(Data for review)

//! The binder implementation.
//!
//! Walks the AST, builds the scope chain, and resolves identifiers.
//! Handles:
//! - Symbol creation for all declarations
//! - Scope management (module, function, block, catch, loop heads)
//! - `var` hoisting to the nearest function scope, lexical hoisting to the
//!   enclosing block
//! - Reference classification (reads, and writes by form)
//! - Redeclaration errors for block-scoped names

use crate::scope::{Scope, ScopeId, ScopeKind};
use crate::symbol::{Reference, ReferenceKind, Symbol, SymbolId, SymbolKind, WriteForm};
use rsignal_ast::node::*;
use rsignal_ast::syntax_kind::SyntaxKind;
use rsignal_ast::types::DeclarationKind;
use rsignal_core::intern::{InternedString, StringInterner};
use rsignal_core::text::{TextPos, TextRange};
use rsignal_diagnostics::{messages, Diagnostic, DiagnosticCollection};
use rustc_hash::{FxHashMap, FxHashSet};
use tracing::{debug, instrument};

/// The binder creates symbols and links every identifier occurrence to one.
pub struct Binder {
    interner: StringInterner,
    file_name: String,
    /// All symbols created during binding.
    symbols: Vec<Symbol>,
    scopes: Vec<Scope>,
    current_scope: ScopeId,
    /// Declaring identifier position → symbol.
    declarations: FxHashMap<TextPos, SymbolId>,
    /// Every name declared or referenced anywhere in the module.
    names_in_use: FxHashSet<InternedString>,
    diagnostics: DiagnosticCollection,
}
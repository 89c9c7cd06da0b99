//! Character classification used by the scanner.

use unicode_xid::UnicodeXID;

pub const LINE_SEPARATOR: char = '\u{2028}';
pub const PARAGRAPH_SEPARATOR: char = '\u{2029}';

/// Whitespace that does not end a line.
#[inline]
pub fn is_white_space_single_line(ch: char) -> bool {
    matches!(
        ch,
        ' ' | '\t'
            | '\u{000B}'
            | '\u{000C}'
            | '\u{00A0}'
            | '\u{1680}'
            | '\u{2000}'..='\u{200A}'
            | '\u{202F}'
            | '\u{205F}'
            | '\u{3000}'
            | '\u{FEFF}'
    )
}

#[inline]
pub fn is_identifier_start(ch: char) -> bool {
    if ch.is_ascii() {
        ch.is_ascii_alphabetic() || ch == '$' || ch == '_'
    } else {
        UnicodeXID::is_xid_start(ch)
    }
}

#[inline]
pub fn is_identifier_part(ch: char) -> bool {
    if ch.is_ascii() {
        ch.is_ascii_alphanumeric() || ch == '$' || ch == '_'
    } else {
        UnicodeXID::is_xid_continue(ch) || ch == '\u{200C}' || ch == '\u{200D}'
    }
}

#[inline]
pub fn is_digit(b: u8) -> bool {
    b.is_ascii_digit()
}
use bumpalo::Bump;
use criterion::{black_box, criterion_group, criterion_main, Criterion};
use rsignal_core::intern::StringInterner;
use rsignal_parser::Parser;

// A medium-size component module (~60 lines) mixing marker calls with
// ordinary ECMAScript constructs.
const MODULE_SOURCE: &str = r#"
import { $signal, $memo } from "solid-macros";
import { template as _$template, insert as _$insert } from "solid-js/web";

const _tmpl$ = /*#__PURE__*/ _$template(`<div><button>+</button><span></span></div>`);

export function Counter(props) {
    let count = $signal(props.initial ?? 0);
    let step = $signal(1, { equals: false });
    let doubled = $memo(count * 2);
    let label = $memo(() => `count is ${count}`);

    const increment = () => {
        count += step;
    };

    function reset() {
        count = 0;
        step = 1;
    }

    for (let i = 0; i < 3; i++) {
        if (i % 2 === 0) {
            count++;
        } else {
            --count;
        }
    }

    const el = _tmpl$();
    _$insert(el, () => doubled);
    _$insert(el, label);
    return { el, increment, reset };
}

class Store {
    #items = [];
    static create() {
        return new Store();
    }
    get size() {
        return this.#items.length;
    }
    add(item) {
        this.#items.push(item);
        return this;
    }
}

export default async function load(url) {
    const response = await fetch(url);
    const { data = [], ...rest } = await response.json();
    return data.filter((x) => x != null).map((x, i) => [i, x]);
}
"#;

fn bench_parse_module(c: &mut Criterion) {
    let interner = StringInterner::new();
    c.bench_function("parse_module_medium", |b| {
        b.iter(|| {
            let arena = Bump::new();
            let mut parser = Parser::new(&arena, &interner, "bench.js", black_box(MODULE_SOURCE));
            let source_file = parser.parse_source_file();
            black_box(source_file.statements.len());
        });
    });
}

criterion_group!(benches, bench_parse_module);
criterion_main!(benches);
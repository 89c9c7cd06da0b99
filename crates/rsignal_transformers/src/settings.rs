//! Rewrite settings, resolved from configuration by the driver.

/// What to do with a write to a `$memo`-bound name.
#[derive(Debug, Clone, Copy, Default, PartialEq, Eq)]
pub enum MemoWritePolicy {
    /// Fail the module with `ReadonlyBindingWrite`.
    #[default]
    Reject,
    /// Leave the write as written.
    Ignore,
}

/// One marker and the constructor it is rewritten to.
#[derive(Debug, Clone, PartialEq, Eq)]
pub struct RuleConfig {
    pub marker: String,
    pub export: String,
    pub alias_hint: String,
}

impl RuleConfig {
    pub fn signal() -> Self {
        Self {
            marker: "$signal".to_string(),
            export: "createSignal".to_string(),
            alias_hint: "ref".to_string(),
        }
    }

    pub fn memo() -> Self {
        Self {
            marker: "$memo".to_string(),
            export: "createMemo".to_string(),
            alias_hint: "memo".to_string(),
        }
    }
}

#[derive(Debug, Clone, PartialEq, Eq)]
pub struct MacroSettings {
    /// Module the constructors are imported from.
    pub runtime_module: String,
    /// Modules whose marker imports are stripped.
    pub macro_modules: Vec<String>,
    /// Callee whose direct signal arguments become bare accessors.
    pub renderer_insert: String,
    pub memo_writes: MemoWritePolicy,
    pub signal: RuleConfig,
    pub memo: RuleConfig,
}

impl Default for MacroSettings {
    fn default() -> Self {
        Self {
            runtime_module: "solid-js".to_string(),
            macro_modules: vec!["solid-js/macro".to_string(), "macros/ref".to_string()],
            renderer_insert: "_$insert".to_string(),
            memo_writes: MemoWritePolicy::Reject,
            signal: RuleConfig::signal(),
            memo: RuleConfig::memo(),
        }
    }
}
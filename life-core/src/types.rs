/// Index of a cell in a [`crate::grid::Generation`] buffer.
///
/// Cells are stored row-major, so the cell at `(x, y)` lives at index
/// `x + y * GRID_WIDTH`. An index is only meaningful for buffers of the
/// fixed size given by [`crate::config::CELL_COUNT`].
pub type CellIndex = usize;
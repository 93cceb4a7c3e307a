//! The generation step for Conway's Game of Life.
//!
//! The host loop drives one [`step`] per simulation tick:
//! 1. `next` is cleared to all-dead.
//! 2. Every cell's live neighbors are counted on `current` via
//!    [`count_live_neighbors`].
//! 3. Cells that survive or are born are written alive into `next`;
//!    every other cell stays dead from the pre-clear.
//!
//! The caller then swaps the two buffers, and `next` becomes the new
//! current generation.

use crate::config::{GRID_HEIGHT, GRID_WIDTH};
use crate::grid::Generation;

/// Counts the live cells among the 8 toroidal neighbors of `(x, y)`.
///
/// Neighbors are read through [`Generation::get`], so probes one step
/// past an edge wrap to the opposite edge. The cell itself is never
/// counted.
///
/// ### Parameters
/// - `x`, `y` - Coordinate of the cell whose neighborhood is counted.
/// - `cells` - The generation to read from; only read access is required.
///
/// ### Returns
/// The number of live neighbors, always in `0..=8`.
pub fn count_live_neighbors(x: i32, y: i32, cells: &Generation) -> u8 {
    let mut neighbors = 0;

    // Probe offsets stay within one cell of (x, y), the range the
    // single-step wraparound in the grid covers.
    for dy in -1..=1 {
        for dx in -1..=1 {
            if dx == 0 && dy == 0 {
                continue;
            }
            if cells.get(x + dx, y + dy) {
                neighbors += 1;
            }
        }
    }

    neighbors
}

/// Computes the next generation from the current one.
///
/// `next` is cleared to all-dead first, then for every cell the
/// standard Conway rule is applied:
///
/// - a live cell with 2 or 3 live neighbors stays alive;
/// - a dead cell with exactly 3 live neighbors becomes alive;
/// - every other cell stays dead (nothing is written for it).
///
/// `current` is only read and `next` is only written during the pass,
/// so the caller can keep both buffers allocated for the process
/// lifetime and swap them after each step.
///
/// ### Parameters
/// - `current` - The generation being read.
/// - `next` - The buffer receiving the new generation; its previous
///   contents are discarded by the pre-clear.
pub fn step(current: &Generation, next: &mut Generation) {
    next.clear();

    for y in 0..GRID_HEIGHT {
        for x in 0..GRID_WIDTH {
            let count = count_live_neighbors(x, y, current);
            let alive = current.get(x, y);

            match (alive, count) {
                (true, 2) | (true, 3) => next.set(x, y, true),
                (false, 3) => next.set(x, y, true),
                _ => {}
            }
        }
    }
}
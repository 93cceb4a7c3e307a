use crate::config::{CELL_COUNT, GRID_HEIGHT, GRID_WIDTH};
use crate::types::CellIndex;
use rand::Rng;

/// One generation of the toroidal cell field.
///
/// Cells are stored row-major in a flat buffer of exactly
/// [`CELL_COUNT`] booleans, where `true` means alive. Coordinates
/// passed to [`Generation::get`] and [`Generation::set`] are normalized
/// by toroidal wraparound before indexing, so a coordinate one step
/// outside the grid addresses the opposite edge instead of reading out
/// of bounds.
#[derive(Debug, Clone, PartialEq, Eq)]
pub struct Generation {
    /// Flat row-major cell storage; always [`CELL_COUNT`] entries.
    pub cells: Vec<bool>,
}

/// Normalizes a coordinate pair into a flat row-major index.
///
/// Wraparound is a single conditional step, not modulo: `x < 0` maps to
/// `GRID_WIDTH - 1` and `x > GRID_WIDTH - 1` maps to `0`, same for `y`.
/// Callers only ever probe offsets of -1, 0 or +1 from an in-range
/// coordinate, which is exactly the range a single step covers.
#[inline]
fn wrap_index(x: i32, y: i32) -> CellIndex {
    let x = if x < 0 {
        GRID_WIDTH - 1
    } else if x > GRID_WIDTH - 1 {
        0
    } else {
        x
    };

    let y = if y < 0 {
        GRID_HEIGHT - 1
    } else if y > GRID_HEIGHT - 1 {
        0
    } else {
        y
    };

    (x + y * GRID_WIDTH) as CellIndex
}

impl Generation {
    /// Creates an all-dead generation of [`CELL_COUNT`] cells.
    pub fn new() -> Self {
        Self {
            cells: vec![false; CELL_COUNT],
        }
    }

    /// Returns the liveness of the cell at `(x, y)`.
    ///
    /// The coordinates are wrapped toroidally before indexing, so
    /// `get(-1, y)` reads the last column and `get(GRID_WIDTH, y)`
    /// reads the first. Total for any probe within one cell of the
    /// grid; there are no error conditions.
    ///
    /// ### Parameters
    /// - `x`, `y` - Cell coordinate, at most one step outside the grid.
    ///
    /// ### Returns
    /// `true` if the cell at the wrapped coordinate is alive.
    #[inline]
    pub fn get(&self, x: i32, y: i32) -> bool {
        self.cells[wrap_index(x, y)]
    }

    /// Sets the liveness of the cell at `(x, y)`.
    ///
    /// Uses the same wraparound normalization as [`Generation::get`]
    /// and mutates only this buffer.
    #[inline]
    pub fn set(&mut self, x: i32, y: i32, alive: bool) {
        self.cells[wrap_index(x, y)] = alive;
    }

    /// Kills every cell, leaving the buffer length unchanged.
    pub fn clear(&mut self) {
        for cell in &mut self.cells {
            *cell = false;
        }
    }

    /// Sets every cell independently to a uniformly random state.
    ///
    /// Used for the initial board and for manual reseeding.
    pub fn randomize(&mut self, rng: &mut impl Rng) {
        for cell in &mut self.cells {
            *cell = rng.random();
        }
    }

    /// Number of live cells in this generation.
    pub fn live_count(&self) -> usize {
        self.cells.iter().filter(|&&alive| alive).count()
    }
}

impl Default for Generation {
    fn default() -> Self {
        Self::new()
    }
}
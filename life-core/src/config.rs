/// Number of cell columns in the toroidal grid.
pub const GRID_WIDTH: i32 = 100;

/// Number of cell rows in the toroidal grid.
pub const GRID_HEIGHT: i32 = 100;

/// Number of cells in one generation buffer.
pub const CELL_COUNT: usize = (GRID_WIDTH * GRID_HEIGHT) as usize;
//! Patient record ingestion from hospital CSV exports.

use std::path::{Path, PathBuf};

use chrono::{NaiveDate, NaiveDateTime};
use serde::Deserialize;
use thiserror::Error;
use tracing::{info, warn};

/// Columns a records export must carry.
pub const REQUIRED_COLUMNS: &[&str] = &[
    "id_pasien",
    "nm_pasien",
    "jk",
    "umur_pasien",
    "id_kunjungan",
    "tgl_registrasi",
    "nm_dokter",
    "rekam_medis_narasi",
    "diagnosis_structured",
];

/// Failures while loading records; always fatal before the run starts.
#[derive(Debug, Error)]
pub enum IngestError {
    #[error("failed to read records from {path:?}: {source}")]
    Read {
        path: PathBuf,
        #[source]
        source: csv::Error,
    },
    #[error("input is missing required columns: {}", missing.join(", "))]
    MissingColumns { missing: Vec<String> },
}

/// One patient visit. Immutable once loaded; the pipeline reads it only.
#[derive(Debug, Clone, PartialEq)]
pub struct PatientRecord {
    pub patient_id: String,
    pub name: String,
    pub sex: String,
    pub age: u32,
    pub visit_id: String,
    pub visit_date: Option<NaiveDate>,
    pub clinician: String,
    pub narrative: String,
    pub reference_diagnosis: String,
}

#[derive(Debug, Deserialize)]
struct RawRecordRow {
    #[serde(rename = "id_pasien")]
    patient_id: String,
    #[serde(rename = "nm_pasien")]
    name: String,
    #[serde(rename = "jk")]
    sex: String,
    #[serde(rename = "umur_pasien")]
    age: Option<u32>,
    #[serde(rename = "id_kunjungan")]
    visit_id: String,
    #[serde(rename = "tgl_registrasi", default)]
    visit_date: String,
    #[serde(rename = "nm_dokter")]
    clinician: String,
    #[serde(rename = "rekam_medis_narasi", default)]
    narrative: String,
    #[serde(rename = "diagnosis_structured", default)]
    reference_diagnosis: String,
}

impl RawRecordRow {
    fn into_record(self) -> PatientRecord {
        let visit_date = parse_visit_date(&self.patient_id, &self.visit_date);
        PatientRecord {
            patient_id: self.patient_id,
            name: self.name,
            sex: self.sex,
            age: self.age.unwrap_or(0),
            visit_id: self.visit_id,
            visit_date,
            clinician: self.clinician,
            narrative: self.narrative,
            reference_diagnosis: self.reference_diagnosis,
        }
    }
}

// Hospital exports are inconsistent about the registration timestamp; an
// unparseable value drops the date, never the record.
fn parse_visit_date(patient_id: &str, raw: &str) -> Option<NaiveDate> {
    let value = raw.trim();
    if value.is_empty() {
        return None;
    }
    if let Ok(datetime) = NaiveDateTime::parse_from_str(value, "%Y-%m-%d %H:%M:%S") {
        return Some(datetime.date());
    }
    for format in ["%Y-%m-%d", "%d/%m/%Y"] {
        if let Ok(date) = NaiveDate::parse_from_str(value, format) {
            return Some(date);
        }
    }
    warn!(%patient_id, %value, "unparseable tgl_registrasi; keeping record without visit date");
    None
}

/// Check the header row against [`REQUIRED_COLUMNS`] without loading rows.
pub fn validate_columns(path: &Path) -> Result<(), IngestError> {
    let mut reader = csv::Reader::from_path(path).map_err(|source| IngestError::Read {
        path: path.to_path_buf(),
        source,
    })?;
    let headers = reader.headers().map_err(|source| IngestError::Read {
        path: path.to_path_buf(),
        source,
    })?;
    let missing: Vec<String> = REQUIRED_COLUMNS
        .iter()
        .filter(|required| !headers.iter().any(|h| h == **required))
        .map(|required| required.to_string())
        .collect();
    if missing.is_empty() {
        Ok(())
    } else {
        Err(IngestError::MissingColumns { missing })
    }
}

/// Load the full ordered corpus. Column validation happens first, so a
/// malformed schema aborts before any record is processed. Zero data rows is
/// a valid empty corpus.
pub fn load_records(path: &Path) -> Result<Vec<PatientRecord>, IngestError> {
    validate_columns(path)?;
    let read_err = |source| IngestError::Read {
        path: path.to_path_buf(),
        source,
    };
    let mut reader = csv::Reader::from_path(path).map_err(read_err)?;
    let mut records = Vec::new();
    for result in reader.deserialize::<RawRecordRow>() {
        let row = result.map_err(read_err)?;
        records.push(row.into_record());
    }
    info!(path = %path.display(), records = records.len(), "loaded patient records");
    Ok(records)
}
//! HTTP layer exposing extraction results to the external dashboard.

pub mod routes;
pub mod types;

use std::net::SocketAddr;

use anyhow::Result;
use axum::{routing::get, Router};
use tokio::net::TcpListener;
use tower_http::{cors::CorsLayer, trace::TraceLayer};
use tracing::{info, warn};

use crate::config::Settings;

#[derive(Clone)]
pub struct AppState {
    pub settings: Settings,
}

pub async fn serve(settings: Settings, host: String, port: u16) -> Result<()> {
    let state = AppState {
        settings: settings.clone(),
    };
    // The dashboard is a browser app on another origin.
    let router = Router::new()
        .route("/summary", get(routes::get_summary))
        .route("/results", get(routes::list_results))
        .route("/results/:patient_id", get(routes::get_result))
        .layer(TraceLayer::new_for_http())
        .layer(CorsLayer::permissive())
        .with_state(state);

    let addr: SocketAddr = format!("{host}:{port}").parse()?;
    info!(%addr, "serving icd-assistant API");
    let listener = TcpListener::bind(addr).await?;
    axum::serve(listener, router.into_make_service())
        .with_graceful_shutdown(shutdown_signal())
        .await?;
    Ok(())
}

async fn shutdown_signal() {
    if let Err(err) = tokio::signal::ctrl_c().await {
        warn!(%err, "failed to install ctrl-c handler");
    }
}
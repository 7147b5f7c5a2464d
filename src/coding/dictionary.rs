//! Static clinical term → ICD-10 code table with configurable lookup.

use std::path::{Path, PathBuf};

use indexmap::IndexMap;
use serde::Deserialize;
use thiserror::Error;
use tracing::info;

use crate::{cli::MatchMode, nlp::normalize::normalize_term};

/// Built-in term → ICD-10 mapping used when no dictionary CSV is supplied.
const ICD10_SEED_MAP: &[(&str, &str)] = &[
    // common conditions
    ("hypertension", "I10"),
    ("essential (primary) hypertension", "I10"),
    ("secondary hypertension", "I15"),
    ("hypertensive heart disease", "I11"),
    ("hypertensive chronic kidney disease", "I12"),
    ("hypertensive heart and chronic kidney disease", "I13"),
    ("hypertensive crisis", "I16"),
    // heart diseases
    ("heart failure", "I50"),
    ("acute myocardial infarction", "I21"),
    ("chronic ischemic heart disease", "I25"),
    ("angina pectoris", "I20"),
    ("atrial fibrillation", "I48"),
    ("cardiac arrhythmia", "I49"),
    // respiratory conditions
    ("pneumonia", "J18.9"),
    ("community-acquired pneumonia", "J18.9"),
    ("chronic obstructive pulmonary disease", "J44"),
    ("asthma", "J45"),
    ("acute bronchitis", "J20.9"),
    ("influenza", "J11.1"),
    // endocrine disorders
    ("type 1 diabetes mellitus", "E10"),
    ("type 2 diabetes mellitus", "E11"),
    ("diabetes mellitus", "E14"),
    ("diabetes with neurological complications", "E10.4"),
    ("diabetes with renal complications", "E10.2"),
    ("diabetes with ophthalmic complications", "E10.3"),
    ("thyroid disorder", "E07.9"),
    // neurological conditions
    ("stroke", "I63"),
    ("cerebral infarction", "I63"),
    ("hemorrhagic stroke", "I61"),
    ("transient ischemic attack", "G45.9"),
    ("epilepsy", "G40"),
    ("dementia", "F03"),
    ("alzheimer disease", "G30.9"),
    // kidney disorders
    ("chronic kidney disease", "N18"),
    ("acute kidney failure", "N17"),
    ("kidney failure", "N19"),
    ("nephritis", "N05"),
    // mental health
    ("major depressive disorder", "F33"),
    ("depression", "F33"),
    ("anxiety disorder", "F41.9"),
    ("generalized anxiety disorder", "F41.1"),
    ("schizophrenia", "F20"),
    // musculoskeletal
    ("osteoarthritis", "M19.9"),
    ("rheumatoid arthritis", "M06.9"),
    ("back pain", "M54.5"),
    ("neck pain", "M54.2"),
    // digestive system
    ("gastroesophageal reflux disease", "K21.9"),
    ("peptic ulcer", "K27.9"),
    ("gastritis", "K29.7"),
    ("cirrhosis", "K74.6"),
    // infections
    ("sepsis", "A41.9"),
    ("urinary tract infection", "N39.0"),
    ("cellulitis", "L03.9"),
    ("osteomyelitis", "M86.9"),
    // cancer
    ("lung cancer", "C34.9"),
    ("breast cancer", "C50.9"),
    ("colon cancer", "C18.9"),
    ("prostate cancer", "C61"),
    ("skin cancer", "C44.9"),
    // symptoms and signs
    ("fever", "R50.9"),
    ("headache", "R51"),
    ("chest pain", "R06.02"),
    ("shortness of breath", "R06.02"),
    ("cough", "R05"),
    ("abdominal pain", "R10.13"),
    ("fatigue", "R53.83"),
    ("nausea", "R11.0"),
    ("vomiting", "R11.10"),
    // procedures and tests
    ("electrocardiogram", "Z51.89"),
    ("chest x-ray", "Z03.89"),
    ("blood test", "Z03.89"),
    // other common terms
    ("epistaxis", "R04.0"),
    ("syncope", "R55"),
    ("dizziness", "R42"),
    ("insomnia", "G47.00"),
    ("constipation", "K59.00"),
    ("diarrhea", "K59.1"),
    ("obesity", "E66.9"),
    ("overweight", "E66.3"),
    ("malnutrition", "E46"),
    ("anemia", "D64.9"),
    ("hyperlipidemia", "E78.5"),
    ("hypothyroidism", "E03.9"),
    ("hyperthyroidism", "E05.90"),
];

/// Failures while building a dictionary; always fatal before the run starts.
#[derive(Debug, Error)]
pub enum DictionaryError {
    #[error("failed to read dictionary {path:?}: {source}")]
    Read {
        path: PathBuf,
        #[source]
        source: csv::Error,
    },
    #[error("dictionary {path:?} has no usable term,code rows")]
    Empty { path: PathBuf },
}

/// Lookup options fixed at configuration time.
#[derive(Debug, Clone, Copy)]
pub struct DictionaryOptions {
    pub match_mode: MatchMode,
    pub case_insensitive: bool,
}

impl Default for DictionaryOptions {
    fn default() -> Self {
        Self {
            match_mode: MatchMode::Substring,
            case_insensitive: true,
        }
    }
}

#[derive(Debug, Deserialize)]
struct DictionaryRow {
    term: String,
    code: String,
}

/// Immutable term → codes table. Iteration follows insertion order, which
/// fixes the order codes are emitted in.
#[derive(Debug, Clone)]
pub struct CodeDictionary {
    terms: IndexMap<String, Vec<String>>,
    options: DictionaryOptions,
}

impl CodeDictionary {
    /// Dictionary backed by the built-in ICD-10 table.
    pub fn builtin(options: DictionaryOptions) -> Self {
        let mut dictionary = Self {
            terms: IndexMap::new(),
            options,
        };
        for (term, code) in ICD10_SEED_MAP {
            dictionary.insert(term, code);
        }
        dictionary
    }

    /// Load a `term,code` CSV supplied at configuration time. Repeated terms
    /// accumulate codes under one key.
    pub fn from_csv(path: &Path, options: DictionaryOptions) -> Result<Self, DictionaryError> {
        let read_err = |source| DictionaryError::Read {
            path: path.to_path_buf(),
            source,
        };
        let mut reader = csv::Reader::from_path(path).map_err(read_err)?;
        let mut dictionary = Self {
            terms: IndexMap::new(),
            options,
        };
        for result in reader.deserialize::<DictionaryRow>() {
            let row = result.map_err(read_err)?;
            dictionary.insert(&row.term, &row.code);
        }
        if dictionary.terms.is_empty() {
            return Err(DictionaryError::Empty {
                path: path.to_path_buf(),
            });
        }
        info!(path = %path.display(), terms = dictionary.terms.len(), "loaded code dictionary");
        Ok(dictionary)
    }

    fn insert(&mut self, term: &str, code: &str) {
        let key = if self.options.case_insensitive {
            normalize_term(term)
        } else {
            term.trim().to_string()
        };
        let code = code.trim();
        if key.is_empty() || code.is_empty() {
            return;
        }
        let codes = self.terms.entry(key).or_default();
        if !codes.iter().any(|c| c == code) {
            codes.push(code.to_string());
        }
    }

    /// Codes for every dictionary term matching the entity, in dictionary
    /// insertion order, duplicate-free.
    pub fn matching_codes(&self, entity: &str) -> Vec<&str> {
        let haystack = if self.options.case_insensitive {
            normalize_term(entity)
        } else {
            entity.to_string()
        };
        let mut codes: Vec<&str> = Vec::new();
        for (term, term_codes) in &self.terms {
            let hit = match self.options.match_mode {
                MatchMode::Substring => haystack.contains(term.as_str()),
                MatchMode::Exact => haystack == *term,
            };
            if !hit {
                continue;
            }
            for code in term_codes {
                if !codes.contains(&code.as_str()) {
                    codes.push(code.as_str());
                }
            }
        }
        codes
    }

    /// Dictionary terms in insertion order.
    pub fn terms(&self) -> impl Iterator<Item = &str> {
        self.terms.keys().map(String::as_str)
    }

    pub fn len(&self) -> usize {
        self.terms.len()
    }

    pub fn is_empty(&self) -> bool {
        self.terms.is_empty()
    }
}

(End Data for review)

__Your objective__
Take each line of the material that contains the word "block" and list it.

__Worked solution__
//! - Scope management (module, function, block, catch, loop heads)
//!   enclosing block
//! - Redeclaration errors for block-scoped names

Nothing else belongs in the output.